Skip ahead to 2009. My brother Art (you will see his name all over our permits) practically bankrupted us demanding on verifying three times every perc test. “Don’t forget the swamp house,” he’d growl. We ate ramen for six months. But when the recession hit? Our systems kept working while others failed. All at once, “Nikolin boys” was a thing shared between contractors.
Let me explain where we’re different: We create systems like we will have to repair them ourselves. Because here’s the thing? We typically do. Last Thanksgiving, Mrs. Callahan in Woodinville rang panicking about a holiday backup. Art drove out in his turkey-stained shirt. Apparently her “self-maintaining” system installed in 2015 had a filter nobody told her about. We never just solve it—we instructed her grandson how to clean it.

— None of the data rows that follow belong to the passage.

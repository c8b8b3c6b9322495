//! Shared geometry and color messages used by several wire shapes.

use serde::{Deserialize, Serialize};

use crate::accessors::optional_fields;

/// A 2D point in world space. Both coordinates are optional on the wire.
#[derive(Debug, Clone, Default, PartialEq, Serialize, Deserialize)]
#[serde(default)]
pub struct Point2D {
    pub x: Option<f32>,
    pub y: Option<f32>,
}

optional_fields!(Point2D {
    scalar x: f32 => has_x;
    scalar y: f32 => has_y;
});

/// A 3D point in world or screen space.
#[derive(Debug, Clone, Default, PartialEq, Serialize, Deserialize)]
#[serde(default)]
pub struct Point {
    pub x: Option<f32>,
    pub y: Option<f32>,
    pub z: Option<f32>,
}

optional_fields!(Point {
    scalar x: f32 => has_x;
    scalar y: f32 => has_y;
    scalar z: f32 => has_z;
});

/// Integer dimensions of a raster.
#[derive(Debug, Clone, Default, PartialEq, Eq, Serialize, Deserialize)]
#[serde(default)]
pub struct Size2DI {
    pub x: Option<i32>,
    pub y: Option<i32>,
}

optional_fields!(Size2DI {
    scalar x: i32 => has_x;
    scalar y: i32 => has_y;
});

/// An RGB color. Components travel as `u32` but only 0–255 is meaningful.
#[derive(Debug, Clone, Default, PartialEq, Eq, Serialize, Deserialize)]
#[serde(default)]
pub struct Color {
    pub r: Option<u32>,
    pub g: Option<u32>,
    pub b: Option<u32>,
}

optional_fields!(Color {
    scalar r: u32 => has_r;
    scalar g: u32 => has_g;
    scalar b: u32 => has_b;
});

#[cfg(test)]
mod tests {
    use super::*;

    #[test]
    fn test_unset_scalar_reads_as_default_but_is_not_present() {
        let point = Point2D { x: Some(0.0), y: None };
        assert!(point.has_x());
        assert!(!point.has_y());
        // Both read as 0.0; only `has_*` tells them apart.
        assert_eq!(point.x(), point.y());
    }

    #[test]
    fn test_missing_json_fields_deserialize_as_absent() {
        let color: Color = serde_json::from_str(r#"{"r": 255}"#).unwrap();
        assert_eq!(color.r, Some(255));
        assert!(!color.has_g());
        assert!(!color.has_b());
    }

    #[test]
    fn test_null_json_field_deserializes_as_absent() {
        let size: Size2DI = serde_json::from_str(r#"{"x": 4, "y": null}"#).unwrap();
        assert!(size.has_x());
        assert!(!size.has_y());
    }
}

You believe this is standard? Wrong. The majority of companies want you on a $200/month service plan. We would rather you comprehend your system. Like that time we sketched drainage diagrams on Dave Miller’s kitchen table in Everett while his toddlers added crayon clouds. Why? Because when Dave’s willow tree roots invaded his leach field last spring, he caught the wet grass before it developed into a disaster.
Our secret sauce? It ain’t not secret at all. It’s in the blisters. In the way Art still takes the phone at (425) 553-3422 personally. In the Instagram reel where my nephew cringes at a DIYer’s “stone-less drain field masterpiece” (@septic_solutionsllc—check us out for laughs and solid tips). It’s in the YouTube video where we condensed a 72-hour install in relentless Kirkland rain (@septicsolutionsllc).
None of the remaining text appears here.